Work to complete =>
Precise copying is required. Return the data below in full.

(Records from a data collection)

____

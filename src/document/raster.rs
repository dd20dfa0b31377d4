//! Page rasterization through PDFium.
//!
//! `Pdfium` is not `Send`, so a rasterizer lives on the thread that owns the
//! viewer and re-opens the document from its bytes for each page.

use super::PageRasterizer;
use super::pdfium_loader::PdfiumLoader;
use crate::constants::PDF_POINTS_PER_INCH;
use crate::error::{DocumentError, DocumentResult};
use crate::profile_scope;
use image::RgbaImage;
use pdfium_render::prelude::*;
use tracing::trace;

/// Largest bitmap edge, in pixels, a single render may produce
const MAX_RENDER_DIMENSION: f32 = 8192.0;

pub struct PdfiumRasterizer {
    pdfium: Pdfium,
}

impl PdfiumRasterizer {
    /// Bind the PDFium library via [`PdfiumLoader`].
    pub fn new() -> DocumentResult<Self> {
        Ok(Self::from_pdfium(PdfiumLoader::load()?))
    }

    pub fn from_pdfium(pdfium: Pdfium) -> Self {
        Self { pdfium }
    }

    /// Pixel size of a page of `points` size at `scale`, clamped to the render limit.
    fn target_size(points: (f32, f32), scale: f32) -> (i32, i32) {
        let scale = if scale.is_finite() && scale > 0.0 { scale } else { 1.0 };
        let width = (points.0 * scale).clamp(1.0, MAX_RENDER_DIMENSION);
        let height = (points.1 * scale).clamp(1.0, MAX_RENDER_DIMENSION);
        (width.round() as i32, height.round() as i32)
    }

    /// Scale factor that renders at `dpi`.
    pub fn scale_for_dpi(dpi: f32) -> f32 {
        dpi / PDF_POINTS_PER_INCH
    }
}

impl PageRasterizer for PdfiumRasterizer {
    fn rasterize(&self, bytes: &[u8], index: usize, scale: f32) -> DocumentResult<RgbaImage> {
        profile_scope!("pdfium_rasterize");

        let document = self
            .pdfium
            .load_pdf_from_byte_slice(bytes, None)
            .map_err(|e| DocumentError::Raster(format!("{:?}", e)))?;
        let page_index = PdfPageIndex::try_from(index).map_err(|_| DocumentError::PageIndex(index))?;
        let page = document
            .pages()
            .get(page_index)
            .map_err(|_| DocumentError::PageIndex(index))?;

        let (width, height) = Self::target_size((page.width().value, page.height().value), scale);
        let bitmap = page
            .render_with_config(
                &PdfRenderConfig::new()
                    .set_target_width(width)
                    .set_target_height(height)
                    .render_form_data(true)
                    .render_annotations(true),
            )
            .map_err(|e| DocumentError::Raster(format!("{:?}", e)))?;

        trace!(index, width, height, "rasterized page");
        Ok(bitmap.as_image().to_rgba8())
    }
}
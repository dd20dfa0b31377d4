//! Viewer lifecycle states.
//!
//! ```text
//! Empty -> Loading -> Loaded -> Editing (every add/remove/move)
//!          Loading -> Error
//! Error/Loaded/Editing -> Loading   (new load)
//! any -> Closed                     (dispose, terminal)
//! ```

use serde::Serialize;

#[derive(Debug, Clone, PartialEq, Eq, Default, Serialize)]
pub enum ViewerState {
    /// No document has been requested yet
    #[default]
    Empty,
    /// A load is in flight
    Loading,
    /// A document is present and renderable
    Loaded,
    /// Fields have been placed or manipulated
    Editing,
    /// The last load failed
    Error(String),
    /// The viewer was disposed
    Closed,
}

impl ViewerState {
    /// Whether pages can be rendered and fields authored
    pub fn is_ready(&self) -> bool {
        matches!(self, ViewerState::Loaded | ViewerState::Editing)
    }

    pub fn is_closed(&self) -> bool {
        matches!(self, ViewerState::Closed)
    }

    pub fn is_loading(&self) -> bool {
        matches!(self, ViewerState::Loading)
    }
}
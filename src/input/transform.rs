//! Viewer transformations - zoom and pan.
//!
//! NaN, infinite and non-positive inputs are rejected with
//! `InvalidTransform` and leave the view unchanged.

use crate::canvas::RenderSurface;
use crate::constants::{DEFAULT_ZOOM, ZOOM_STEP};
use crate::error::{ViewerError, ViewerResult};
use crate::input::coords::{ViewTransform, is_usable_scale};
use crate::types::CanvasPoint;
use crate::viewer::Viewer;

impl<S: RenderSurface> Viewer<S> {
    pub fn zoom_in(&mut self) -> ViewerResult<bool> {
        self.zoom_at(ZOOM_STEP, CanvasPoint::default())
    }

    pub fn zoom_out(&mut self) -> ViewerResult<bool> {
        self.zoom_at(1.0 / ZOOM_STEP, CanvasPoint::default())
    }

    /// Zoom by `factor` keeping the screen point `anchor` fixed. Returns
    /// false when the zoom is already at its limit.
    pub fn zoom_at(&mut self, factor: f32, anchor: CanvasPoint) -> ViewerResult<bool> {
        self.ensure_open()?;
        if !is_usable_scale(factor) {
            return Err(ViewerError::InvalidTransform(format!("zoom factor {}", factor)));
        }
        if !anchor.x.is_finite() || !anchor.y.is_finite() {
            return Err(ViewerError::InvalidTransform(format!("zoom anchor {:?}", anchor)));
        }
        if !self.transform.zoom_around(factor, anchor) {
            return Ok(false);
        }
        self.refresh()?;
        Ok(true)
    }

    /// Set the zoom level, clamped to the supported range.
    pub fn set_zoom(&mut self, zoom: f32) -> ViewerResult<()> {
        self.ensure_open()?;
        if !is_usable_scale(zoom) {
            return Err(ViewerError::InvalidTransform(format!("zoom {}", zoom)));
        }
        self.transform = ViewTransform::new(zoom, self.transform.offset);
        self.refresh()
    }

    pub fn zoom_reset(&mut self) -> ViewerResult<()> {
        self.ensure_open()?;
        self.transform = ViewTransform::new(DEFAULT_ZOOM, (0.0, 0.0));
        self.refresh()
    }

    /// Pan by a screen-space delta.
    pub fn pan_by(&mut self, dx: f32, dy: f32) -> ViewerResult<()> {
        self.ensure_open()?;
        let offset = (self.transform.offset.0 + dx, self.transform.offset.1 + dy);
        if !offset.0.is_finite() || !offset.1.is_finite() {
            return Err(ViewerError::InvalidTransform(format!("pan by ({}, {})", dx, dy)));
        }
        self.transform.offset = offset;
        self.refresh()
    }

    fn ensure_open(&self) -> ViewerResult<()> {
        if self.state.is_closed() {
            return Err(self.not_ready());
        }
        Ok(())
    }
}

____

Result of this task =>
filename src/document/raster.rs
repository dd20dfa0b31377d4
//! Page rasterization through PDFium.
//!
//! `Pdfium` is not `Send`, so a rasterizer lives on the thread that owns the
//! viewer and re-opens the document from its bytes for each page.

use super::PageRasterizer;
use super::pdfium_loader::PdfiumLoader;
use crate::constants::PDF_POINTS_PER_INCH;
use crate::error::{DocumentError, DocumentResult};
use crate::profile_scope;
use image::RgbaImage;
use pdfium_render::prelude::*;
use tracing::trace;

/// Largest bitmap edge, in pixels, a single render may produce
const MAX_RENDER_DIMENSION: f32 = 8192.0;

pub struct PdfiumRasterizer {
    pdfium: Pdfium,
}

impl PdfiumRasterizer {
    /// Bind the PDFium library via [`PdfiumLoader`].
    pub fn new() -> DocumentResult<Self> {
        Ok(Self::from_pdfium(PdfiumLoader::load()?))
    }

    pub fn from_pdfium(pdfium: Pdfium) -> Self {
        Self { pdfium }
    }

    /// Pixel size of a page of `points` size at `scale`, clamped to the render limit.
    fn target_size(points: (f32, f32), scale: f32) -> (i32, i32) {
        let scale = if scale.is_finite() && scale > 0.0 { scale } else { 1.0 };
        let width = (points.0 * scale).clamp(1.0, MAX_RENDER_DIMENSION);
        let height = (points.1 * scale).clamp(1.0, MAX_RENDER_DIMENSION);
        (width.round() as i32, height.round() as i32)
    }

    /// Scale factor that renders at `dpi`.
    pub fn scale_for_dpi(dpi: f32) -> f32 {
        dpi / PDF_POINTS_PER_INCH
    }
}

impl PageRasterizer for PdfiumRasterizer {
    fn rasterize(&self, bytes: &[u8], index: usize, scale: f32) -> DocumentResult<RgbaImage> {
        profile_scope!("pdfium_rasterize");

        let document = self
            .pdfium
            .load_pdf_from_byte_slice(bytes, None)
            .map_err(|e| DocumentError::Raster(format!("{:?}", e)))?;
        let page_index = PdfPageIndex::try_from(index).map_err(|_| DocumentError::PageIndex(index))?;
        let page = document
            .pages()
            .get(page_index)
            .map_err(|_| DocumentError::PageIndex(index))?;

        let (width, height) = Self::target_size((page.width().value, page.height().value), scale);
        let bitmap = page
            .render_with_config(
                &PdfRenderConfig::new()
                    .set_target_width(width)
                    .set_target_height(height)
                    .render_form_data(true)
                    .render_annotations(true),
            )
            .map_err(|e| DocumentError::Raster(format!("{:?}", e)))?;

        trace!(index, width, height, "rasterized page");
        Ok(bitmap.as_image().to_rgba8())
    }
}
repository dd20dfa0b31377d4
//! Viewer lifecycle states.
//!
//! ```text
//! Empty -> Loading -> Loaded -> Editing (every add/remove/move)
//!          Loading -> Error
//! Error/Loaded/Editing -> Loading   (new load)
//! any -> Closed                     (dispose, terminal)
//! ```

use serde::Serialize;

#[derive(Debug, Clone, PartialEq, Eq, Default, Serialize)]
pub enum ViewerState {
    /// No document has been requested yet
    #[default]
    Empty,
    /// A load is in flight
    Loading,
    /// A document is present and renderable
    Loaded,
    /// Fields have been placed or manipulated
    Editing,
    /// The last load failed
    Error(String),
    /// The viewer was disposed
    Closed,
}

impl ViewerState {
    /// Whether pages can be rendered and fields authored
    pub fn is_ready(&self) -> bool {
        matches!(self, ViewerState::Loaded | ViewerState::Editing)
    }

    pub fn is_closed(&self) -> bool {
        matches!(self, ViewerState::Closed)
    }

    pub fn is_loading(&self) -> bool {
        matches!(self, ViewerState::Loading)
    }
}
filename src/input/transform.rs
//! Viewer transformations - zoom and pan.
//!
//! NaN, infinite and non-positive inputs are rejected with
//! `InvalidTransform` and leave the view unchanged.

use crate::canvas::RenderSurface;
use crate::constants::{DEFAULT_ZOOM, ZOOM_STEP};
use crate::error::{ViewerError, ViewerResult};
use crate::input::coords::{ViewTransform, is_usable_scale};
use crate::types::CanvasPoint;
use crate::viewer::Viewer;

impl<S: RenderSurface> Viewer<S> {
    pub fn zoom_in(&mut self) -> ViewerResult<bool> {
        self.zoom_at(ZOOM_STEP, CanvasPoint::default())
    }

    pub fn zoom_out(&mut self) -> ViewerResult<bool> {
        self.zoom_at(1.0 / ZOOM_STEP, CanvasPoint::default())
    }

    /// Zoom by `factor` keeping the screen point `anchor` fixed. Returns
    /// false when the zoom is already at its limit.
    pub fn zoom_at(&mut self, factor: f32, anchor: CanvasPoint) -> ViewerResult<bool> {
        self.ensure_open()?;
        if !is_usable_scale(factor) {
            return Err(ViewerError::InvalidTransform(format!("zoom factor {}", factor)));
        }
        if !anchor.x.is_finite() || !anchor.y.is_finite() {
            return Err(ViewerError::InvalidTransform(format!("zoom anchor {:?}", anchor)));
        }
        if !self.transform.zoom_around(factor, anchor) {
            return Ok(false);
        }
        self.refresh()?;
        Ok(true)
    }

    /// Set the zoom level, clamped to the supported range.
    pub fn set_zoom(&mut self, zoom: f32) -> ViewerResult<()> {
        self.ensure_open()?;
        if !is_usable_scale(zoom) {
            return Err(ViewerError::InvalidTransform(format!("zoom {}", zoom)));
        }
        self.transform = ViewTransform::new(zoom, self.transform.offset);
        self.refresh()
    }

    pub fn zoom_reset(&mut self) -> ViewerResult<()> {
        self.ensure_open()?;
        self.transform = ViewTransform::new(DEFAULT_ZOOM, (0.0, 0.0));
        self.refresh()
    }

    /// Pan by a screen-space delta.
    pub fn pan_by(&mut self, dx: f32, dy: f32) -> ViewerResult<()> {
        self.ensure_open()?;
        let offset = (self.transform.offset.0 + dx, self.transform.offset.1 + dy);
        if !offset.0.is_finite() || !offset.1.is_finite() {
            return Err(ViewerError::InvalidTransform(format!("pan by ({}, {})", dx, dy)));
        }
        self.transform.offset = offset;
        self.refresh()
    }

    fn ensure_open(&self) -> ViewerResult<()> {
        if self.state.is_closed() {
            return Err(self.not_ready());
        }
        Ok(())
    }
}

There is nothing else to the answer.